Неизвестно, кто был на самом деле «возродившийся» царевич Дмитрий, хотя о его личности делалось много разысканий и высказано много догадок. Московское правительство объявило его галицким боярским сыном Гришкой Отрепьевым только в январе 1605 г. Раньше в Москве, вероятно, не знали, кем считать и как назвать самозванца. Достоверность этого официального показания принимали на веру все наши историки. С. М. Соловьев считал, что обман самозванца с его стороны был неумышленный и что Отрепьев сам верил в свое царственное происхождение.

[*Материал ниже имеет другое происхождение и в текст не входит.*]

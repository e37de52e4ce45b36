use std::io::{BufWriter, Write};
use std::time::{Duration, Instant};

use camino::Utf8PathBuf;
use rayon::prelude::*;
use serde::Serialize;
use tempfile::NamedTempFile;
use tracing::{info, warn};

use crate::catalog::{list_file_metadata, list_remote_names};
use crate::domain::{DataSelector, DataType, SelectorGuard, Site};
use crate::error::SdcError;
use crate::names::basename;
use crate::sdc::{CHUNK_SIZE, FileInfo, SdcClient};
use crate::store::Archive;
use crate::timefilter::filter_time;

/// Files already in the archive and remote identifiers still missing from it.
#[derive(Debug, Clone, Default, PartialEq, Serialize)]
pub struct SearchResult {
    pub local: Vec<Utf8PathBuf>,
    pub remote: Vec<String>,
}

#[derive(Debug, Clone, Serialize)]
pub struct FileList {
    pub files: Vec<Utf8PathBuf>,
}

#[derive(Debug, Clone)]
pub struct ProgressEvent {
    pub message: String,
    pub elapsed: Option<Duration>,
}

pub trait ProgressSink: Send + Sync {
    fn event(&self, event: ProgressEvent);
}

/// Forwards progress events to `tracing`.
pub struct TracingSink;

impl ProgressSink for TracingSink {
    fn event(&self, event: ProgressEvent) {
        match event.elapsed {
            Some(elapsed) => info!(elapsed_ms = elapsed.as_millis() as u64, "{}", event.message),
            None => info!("{}", event.message),
        }
    }
}

#[derive(Clone)]
pub struct App<C: SdcClient> {
    archive: Archive,
    client: C,
    workers: usize,
}

impl<C: SdcClient> App<C> {
    pub fn new(archive: Archive, client: C) -> Self {
        Self {
            archive,
            client,
            workers: 0,
        }
    }

    /// Number of parallel downloads; 0 uses the available parallelism.
    pub fn with_workers(mut self, workers: usize) -> Self {
        self.workers = workers;
        self
    }

    pub fn archive(&self) -> &Archive {
        &self.archive
    }

    pub fn client(&self) -> &C {
        &self.client
    }

    /// Splits the files a selector matches into those present in the archive
    /// and those only on the SDC. The SDC listing decides which files (and
    /// versions) exist; offline, only the archive is searched.
    pub fn search(
        &self,
        selector: &DataSelector,
        sink: &dyn ProgressSink,
    ) -> Result<SearchResult, SdcError> {
        let (local, remote) = if selector.offline() {
            sink.event(ProgressEvent {
                message: "phase=Resolve; scanning local archive".to_string(),
                elapsed: None,
            });
            (self.archive.local_files(selector)?, Vec::new())
        } else {
            sink.event(ProgressEvent {
                message: "phase=Resolve; listing SDC files".to_string(),
                elapsed: None,
            });
            let mut local = Vec::new();
            let mut remote = Vec::new();
            for id in list_remote_names(&self.client, selector)? {
                let path = self
                    .archive
                    .local_path(basename(&id), selector.data_type())?;
                if self.archive.exists(&path) {
                    local.push(path);
                } else {
                    remote.push(id);
                }
            }
            (local, remote)
        };

        // The SDC listing is already filtered, but offline results are not and
        // both go through the same window.
        let local = if local.is_empty() {
            local
        } else {
            filter_time(
                &local,
                selector.data_type(),
                selector.start_date(),
                selector.end_date(),
            )?
        };
        let remote = if remote.is_empty() {
            remote
        } else {
            filter_time(
                &remote,
                selector.data_type(),
                selector.start_date(),
                selector.end_date(),
            )?
        };

        info!(
            local = local.len(),
            missing = remote.len(),
            "reconciled archive"
        );
        Ok(SearchResult { local, remote })
    }

    /// Matching files already in the archive, trimmed to the selector's time
    /// window exactly as an offline [`App::search`] would.
    pub fn local_files(
        &self,
        selector: &DataSelector,
        sink: &dyn ProgressSink,
    ) -> Result<Vec<Utf8PathBuf>, SdcError> {
        let mut offline = selector.clone();
        offline.set_offline(true);
        Ok(self.search(&offline, sink)?.local)
    }

    /// Downloads whatever the archive is missing and returns every matching
    /// local file: those already present followed by the new ones.
    ///
    /// The selector is used to request metadata for the missing files and is
    /// put back exactly as it was before returning, including on error.
    pub fn download(
        &self,
        selector: &mut DataSelector,
        sink: &dyn ProgressSink,
    ) -> Result<Vec<Utf8PathBuf>, SdcError> {
        let SearchResult { mut local, remote } = self.search(selector, sink)?;
        if selector.offline() || remote.is_empty() {
            return Ok(local);
        }

        let downloaded = {
            let mut guard = SelectorGuard::new(selector);
            let site = guard.snapshot().site;
            guard.set_files(Some(
                remote.iter().map(|id| basename(id).to_string()).collect(),
            ));
            // Clearing the attributes resets the site, but the file_info and
            // download endpoints must be asked on the original one.
            guard.set_site(site);

            sink.event(ProgressEvent {
                message: format!("phase=Prepare; {} files to download", remote.len()),
                elapsed: None,
            });
            let infos = list_file_metadata(&self.client, &guard)?;
            self.download_all(&infos, guard.site(), guard.data_type(), sink)?
        };

        local.extend(downloaded);
        Ok(local)
    }

    fn download_all(
        &self,
        infos: &[FileInfo],
        site: Site,
        data_type: DataType,
        sink: &dyn ProgressSink,
    ) -> Result<Vec<Utf8PathBuf>, SdcError> {
        if infos.is_empty() {
            return Ok(Vec::new());
        }
        let pool = rayon::ThreadPoolBuilder::new()
            .num_threads(self.worker_count().min(infos.len()))
            .build()
            .map_err(|err| SdcError::WorkerPool(err.to_string()))?;

        pool.install(|| {
            infos
                .par_iter()
                .map(|info| self.download_file(info, site, data_type, sink))
                .collect::<Result<Vec<_>, _>>()
        })
    }

    fn download_file(
        &self,
        info: &FileInfo,
        site: Site,
        data_type: DataType,
        sink: &dyn ProgressSink,
    ) -> Result<Utf8PathBuf, SdcError> {
        let path = self.archive.local_path(&info.file_name, data_type)?;
        let start = Instant::now();
        let partial = Archive::partial_file(&path)?;

        match self.stream_into(&partial, info, site, data_type) {
            Ok(bytes) => {
                Archive::persist(partial, &path)?;
                info!(file = %info.file_name, bytes, "downloaded");
                sink.event(ProgressEvent {
                    message: format!("phase=Store; {}", info.file_name),
                    elapsed: Some(start.elapsed()),
                });
                Ok(path)
            }
            Err(err) => {
                // Dropping the partial file deletes whatever was written.
                drop(partial);
                warn!(file = %info.file_name, error = %err, "download failed");
                Err(err)
            }
        }
    }

    fn stream_into(
        &self,
        partial: &NamedTempFile,
        info: &FileInfo,
        site: Site,
        data_type: DataType,
    ) -> Result<u64, SdcError> {
        let failure = |message: String| SdcError::DownloadFailure {
            file: info.file_name.clone(),
            message,
        };
        let mut writer = BufWriter::with_capacity(CHUNK_SIZE, partial.as_file());
        let bytes = self
            .client
            .download(site, data_type, &info.file_name, &mut writer)?;
        writer
            .flush()
            .map_err(|err| failure(format!("write failed: {err}")))?;
        if let Some(expected) = info.size {
            if expected != bytes {
                return Err(failure(format!(
                    "expected {expected} bytes, received {bytes}"
                )));
            }
        }
        Ok(bytes)
    }

    fn worker_count(&self) -> usize {
        if self.workers > 0 {
            return self.workers;
        }
        std::thread::available_parallelism()
            .map(|count| count.get())
            .unwrap_or(1)
    }
}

Костомаров доказывал, во-первых, что Лжедмитрий и Отрепьев два разных лица, во-вторых, что названный Дмитрий не был царевичем, но верил в свое царское происхождение, и, в-третьих, что самозванец был делом боярских рук. Виднейшим деятелем этой интриги он считает Богдана Вельского. Особо следует отметить мнение крупнейшего нашего ученого B. C. Иконникова. В своей статье «Кто был первый Лжедмитрий» (Киевские университетские известия, февр. 1864 г.) Иконников берет в основу своего исследования точку зрения Маржерета и некоторых других современников, что Лжедмитрий есть истинный царевич, спасенный вовремя от убийц.

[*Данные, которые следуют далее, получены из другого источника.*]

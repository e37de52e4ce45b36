use std::io::{Read, Write};
use std::sync::{Arc, RwLock};
use std::thread;
use std::time::Duration;

use reqwest::StatusCode;
use reqwest::blocking::{Client, RequestBuilder, Response};
use reqwest::header::{HeaderMap, HeaderValue, USER_AGENT};
use serde::{Deserialize, Serialize};
use tracing::{debug, warn};

use crate::auth::{CredentialProvider, Credentials, EnvCredentials};
use crate::domain::{DataType, Site};
use crate::error::SdcError;
use crate::query::Query;

pub const DEFAULT_SDC_HOME: &str = "https://lasp.colorado.edu/mms/sdc";

/// Bytes read from the response per write to disk.
pub const CHUNK_SIZE: usize = 128 * 1024;

const MAX_LOGIN_ATTEMPTS: usize = 3;

#[derive(Debug, Clone, Copy, PartialEq, Eq)]
pub enum Operation {
    Download,
    FileNames,
    FileInfo,
}

impl Operation {
    pub fn as_str(&self) -> &'static str {
        match self {
            Operation::Download => "download",
            Operation::FileNames => "file_names",
            Operation::FileInfo => "file_info",
        }
    }
}

/// One entry of a `file_info` response.
#[derive(Debug, Clone, PartialEq, Serialize, Deserialize)]
pub struct FileInfo {
    pub file_name: String,
    #[serde(default, alias = "file_size")]
    pub size: Option<u64>,
    #[serde(default, alias = "md5")]
    pub checksum: Option<String>,
    #[serde(default)]
    pub timetag: Option<String>,
    #[serde(default)]
    pub modified_date: Option<String>,
}

impl FileInfo {
    pub fn new(file_name: impl Into<String>) -> Self {
        Self {
            file_name: file_name.into(),
            size: None,
            checksum: None,
            timetag: None,
            modified_date: None,
        }
    }
}

#[derive(Debug, Deserialize)]
struct FileInfoResponse {
    #[serde(default)]
    files: Vec<FileInfo>,
}

/// The SDC files API.
pub trait SdcClient: Send + Sync {
    /// Remote identifiers of the files matching `query`, in SDC order.
    fn file_names(
        &self,
        site: Site,
        data_type: DataType,
        query: &Query,
    ) -> Result<Vec<String>, SdcError>;

    fn file_info(
        &self,
        site: Site,
        data_type: DataType,
        query: &Query,
    ) -> Result<Vec<FileInfo>, SdcError>;

    /// Streams one file into `writer` and returns the number of bytes written.
    fn download(
        &self,
        site: Site,
        data_type: DataType,
        file_name: &str,
        writer: &mut dyn Write,
    ) -> Result<u64, SdcError>;
}

#[derive(Clone)]
pub struct SdcHttpClient {
    client: Client,
    base_url: String,
    credentials: Arc<dyn CredentialProvider>,
    session: Arc<RwLock<Option<Credentials>>>,
}

impl SdcHttpClient {
    pub fn new() -> Result<Self, SdcError> {
        Self::with_base_url(DEFAULT_SDC_HOME, EnvCredentials)
    }

    pub fn with_base_url(
        base_url: &str,
        credentials: impl CredentialProvider + 'static,
    ) -> Result<Self, SdcError> {
        let mut headers = HeaderMap::new();
        headers.insert(
            USER_AGENT,
            HeaderValue::from_str(&format!("mms-sdc/{}", env!("CARGO_PKG_VERSION")))
                .map_err(|err| SdcError::Transport(err.to_string()))?,
        );
        let client = Client::builder()
            .default_headers(headers)
            .timeout(Duration::from_secs(300))
            .build()
            .map_err(|err| SdcError::Transport(err.to_string()))?;
        Ok(Self {
            client,
            base_url: base_url.trim_end_matches('/').to_string(),
            credentials: Arc::new(credentials),
            session: Arc::new(RwLock::new(None)),
        })
    }

    /// `{host}/{site}/files/api/v1/{operation}/{data_type}`
    pub fn endpoint(&self, operation: Operation, site: Site, data_type: DataType) -> String {
        format!(
            "{}/{}/files/api/v1/{}/{}",
            self.base_url,
            site.as_str(),
            operation.as_str(),
            data_type.as_str()
        )
    }

    /// Endpoint with the query rendered as URL parameters.
    pub fn url(
        &self,
        operation: Operation,
        site: Site,
        data_type: DataType,
        query: &Query,
    ) -> Result<String, SdcError> {
        reqwest::Url::parse_with_params(&self.endpoint(operation, site, data_type), query.iter())
            .map(String::from)
            .map_err(|err| SdcError::Transport(err.to_string()))
    }

    fn authorize(&self, request: RequestBuilder) -> RequestBuilder {
        let session = self
            .session
            .read()
            .unwrap_or_else(|poisoned| poisoned.into_inner());
        match session.as_ref() {
            Some(credentials) => {
                request.basic_auth(&credentials.username, Some(&credentials.password))
            }
            None => request,
        }
    }

    fn handle_status(response: Response) -> Result<Response, SdcError> {
        if response.status().is_success() {
            return Ok(response);
        }
        let status = response.status().as_u16();
        let message = response
            .text()
            .unwrap_or_else(|_| "SDC request failed".to_string());
        Err(SdcError::Status { status, message })
    }

    /// Sends a request, logging in and resending it when the SDC asks for
    /// authentication.
    fn send<F>(&self, make_req: F) -> Result<Response, SdcError>
    where
        F: Fn() -> RequestBuilder,
    {
        let response = self.send_with_retries(|| self.authorize(make_req()))?;
        if response.status() != StatusCode::UNAUTHORIZED {
            return Self::handle_status(response);
        }

        for attempt in 1..=MAX_LOGIN_ATTEMPTS {
            let Some(credentials) = self.credentials.credentials(attempt)? else {
                return Err(SdcError::AuthenticationFailure {
                    attempts: attempt - 1,
                });
            };
            *self
                .session
                .write()
                .unwrap_or_else(|poisoned| poisoned.into_inner()) = Some(credentials);

            let response = self.send_with_retries(|| self.authorize(make_req()))?;
            if response.status() != StatusCode::UNAUTHORIZED {
                return Self::handle_status(response);
            }
            warn!(
                remaining = MAX_LOGIN_ATTEMPTS - attempt,
                "incorrect SDC username or password"
            );
        }
        Err(SdcError::AuthenticationFailure {
            attempts: MAX_LOGIN_ATTEMPTS,
        })
    }

    fn send_with_retries<F>(&self, mut make_req: F) -> Result<Response, SdcError>
    where
        F: FnMut() -> RequestBuilder,
    {
        const MAX_RETRIES: usize = 3;
        const BASE_DELAY_MS: u64 = 200;
        let mut attempt = 0usize;
        loop {
            let response = make_req().send();
            match response {
                Ok(resp) => {
                    let status = resp.status().as_u16();
                    if attempt < MAX_RETRIES && is_retryable_status(status) {
                        let delay = BASE_DELAY_MS * (attempt as u64 + 1);
                        thread::sleep(Duration::from_millis(delay));
                        attempt += 1;
                        continue;
                    }
                    return Ok(resp);
                }
                Err(err) => {
                    if attempt < MAX_RETRIES && is_retryable_error(&err) {
                        let delay = BASE_DELAY_MS * (attempt as u64 + 1);
                        thread::sleep(Duration::from_millis(delay));
                        attempt += 1;
                        continue;
                    }
                    return Err(SdcError::Transport(err.to_string()));
                }
            }
        }
    }
}

impl SdcClient for SdcHttpClient {
    fn file_names(
        &self,
        site: Site,
        data_type: DataType,
        query: &Query,
    ) -> Result<Vec<String>, SdcError> {
        let url = self.endpoint(Operation::FileNames, site, data_type);
        let rendered = self.url(Operation::FileNames, site, data_type, query)?;
        debug!(url = %rendered, "listing SDC files");
        let response = self.send(|| self.client.post(&url).form(query))?;
        let body = response
            .text()
            .map_err(|err| SdcError::Transport(err.to_string()))?;
        Ok(parse_file_names(&body))
    }

    fn file_info(
        &self,
        site: Site,
        data_type: DataType,
        query: &Query,
    ) -> Result<Vec<FileInfo>, SdcError> {
        let url = self.endpoint(Operation::FileInfo, site, data_type);
        let rendered = self.url(Operation::FileInfo, site, data_type, query)?;
        debug!(url = %rendered, "requesting SDC file info");
        let response = self.send(|| self.client.post(&url).form(query))?;
        let parsed: FileInfoResponse = response
            .json()
            .map_err(|err| SdcError::Transport(err.to_string()))?;
        Ok(parsed.files)
    }

    fn download(
        &self,
        site: Site,
        data_type: DataType,
        file_name: &str,
        writer: &mut dyn Write,
    ) -> Result<u64, SdcError> {
        let url = self.endpoint(Operation::Download, site, data_type);
        let form = [("file", file_name)];
        let mut response = self.send(|| self.client.post(&url).form(&form))?;

        let failure = |message: String| SdcError::DownloadFailure {
            file: file_name.to_string(),
            message,
        };
        let mut buffer = vec![0u8; CHUNK_SIZE];
        let mut written = 0u64;
        loop {
            let read = response
                .read(&mut buffer)
                .map_err(|err| failure(format!("interrupted stream: {err}")))?;
            if read == 0 {
                break;
            }
            writer
                .write_all(&buffer[..read])
                .map_err(|err| failure(format!("write failed: {err}")))?;
            written += read as u64;
        }
        Ok(written)
    }
}

/// Splits a `file_names` response body. An empty body means no files.
pub fn parse_file_names(body: &str) -> Vec<String> {
    body.split(',')
        .map(str::trim)
        .filter(|name| !name.is_empty())
        .map(str::to_string)
        .collect()
}

fn is_retryable_status(status: u16) -> bool {
    matches!(status, 429 | 500 | 502 | 503 | 504)
}

fn is_retryable_error(err: &reqwest::Error) -> bool {
    err.is_timeout() || err.is_connect() || err.is_request()
}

При разногласии исследователей и неполноте исторических данных составить себе определенное мнение о личности названного Дмитрия трудно. Большинство историков признает в нем Григория Отрепьева; Костомаров прямо говорит, что ничего не знает о его личности, a B. C. Иконников и граф С. Д. Шереметев признают в нем настоящего царевича.
Бесспорно, однако, считает Платонов, то, что Отрепьев участвовал в этом замысле: легко может быть, что роль его ограничивалась пропагандой в пользу самозванца. (Есть известия, что Отрепьев приехал в Москву вместе с Лжедмитрием, а потом был сослан им за пьянство.) За наиболее верное можно также принять и то, что Лжедмитрий — затея московская, что это подставное лицо верило в свое царственное происхождение и свое восшествие на престол считало делом вполне справедливым и честным.
В рассказах о странствованиях царевича на Руси и Польше трудно отличить быль от сказки. Посмотрим, уважаемый читатель, что об этом говорит историк С. Ф. Платонов.
Обыкновенно об Отрепьеве повествуют так: в молодости он живал во дворе у Романовых и у князей Черкасских, странствовал по разным монастырям, приютился в Чудове монастыре и был взят к патриарху Иову для книжного письма. Потом он бежал в Литву, пропадал несколько времени безвестно и вновь выплыл, явившись слугой у кн. Вишневецкого; там, во время болезни, открыл свое царское происхождение. Вишневецкие и Мнишек первые пустили в ход самозванца в польском обществе. Как только самозванец стал известен и основался у Мнишеков в их замке Самборе, около него явились францисканцы и овладели его умом, склонив его в латинство; иезуиты продолжали их дело, а ловкая панна Марина Мнишек завладела сердцем молодого цесаревича.